Task item -> Of all the lines in the entries below, give again exactly those starting at the line containing "pub struct UnbalancedEntry" and ending at the line containing "BTreeMap::new();", both ends included, and no others.

Data supplied ->
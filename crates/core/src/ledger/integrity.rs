//! Detection of journal entries whose debits and credits disagree.

use std::collections::BTreeMap;

use chrono::NaiveDate;
use rust_decimal::Decimal;
use serde::{Deserialize, Serialize};
use kontor_shared::types::{JournalEntryId, approx_eq};

use super::types::LedgerLine;

/// A posted entry whose lines do not balance.
#[derive(Debug, Clone, PartialEq, Eq, Serialize, Deserialize)]
#[serde(rename_all = "camelCase")]
pub struct UnbalancedEntry {
    /// Entry ID.
    pub entry_id: JournalEntryId,
    /// Entry number.
    pub entry_number: String,
    /// Entry date.
    pub entry_date: NaiveDate,
    /// Sum of debit amounts.
    pub total_debit: Decimal,
    /// Sum of credit amounts.
    pub total_credit: Decimal,
    /// `total_debit - total_credit`.
    pub difference: Decimal,
}

/// Returns every reportable entry in `lines` whose debits and credits differ
/// by at least the materiality threshold, ordered by date then entry number.
///
/// `lines` must contain all lines of each entry; entries with lines missing
/// from the input would be flagged spuriously.
#[must_use]
pub fn find_unbalanced_entries(lines: &[LedgerLine]) -> Vec<UnbalancedEntry> {
    let mut entries: BTreeMap<(NaiveDate, &str, JournalEntryId), (Decimal, Decimal)> =
        BTreeMap::new();

    for line in lines.iter().filter(|l| l.is_reportable()) {
        let totals = entries
            .entry((line.entry_date, line.entry_number.as_str(), line.entry_id))
            .or_insert((Decimal::ZERO, Decimal::ZERO));
        totals.0 += line.debit;
        totals.1 += line.credit;
    }

    entries
        .into_iter()
        .filter(|(_, (debit, credit))| !approx_eq(*debit, *credit))
        .map(|((entry_date, entry_number, entry_id), (debit, credit))| UnbalancedEntry {
            entry_id,
            entry_number: entry_number.to_string(),
            entry_date,
            total_debit: debit,
            total_credit: credit,
            difference: debit - credit,
        })
        .collect()
}
//! Common types used across the application.

pub mod id;
pub mod money;
pub mod pagination;

pub use id::*;
pub use money::{MATERIALITY_THRESHOLD, approx_eq, is_material, round_amount, round_percent};
pub use pagination::{PageMeta, PageRequest, PageResponse};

Result below ->
pub struct UnbalancedEntry {
    /// Entry ID.
    pub entry_id: JournalEntryId,
    /// Entry number.
    pub entry_number: String,
    /// Entry date.
    pub entry_date: NaiveDate,
    /// Sum of debit amounts.
    pub total_debit: Decimal,
    /// Sum of credit amounts.
    pub total_credit: Decimal,
    /// `total_debit - total_credit`.
    pub difference: Decimal,
}

/// Returns every reportable entry in `lines` whose debits and credits differ
/// by at least the materiality threshold, ordered by date then entry number.
///
/// `lines` must contain all lines of each entry; entries with lines missing
/// from the input would be flagged spuriously.
#[must_use]
pub fn find_unbalanced_entries(lines: &[LedgerLine]) -> Vec<UnbalancedEntry> {
    let mut entries: BTreeMap<(NaiveDate, &str, JournalEntryId), (Decimal, Decimal)> =
        BTreeMap::new();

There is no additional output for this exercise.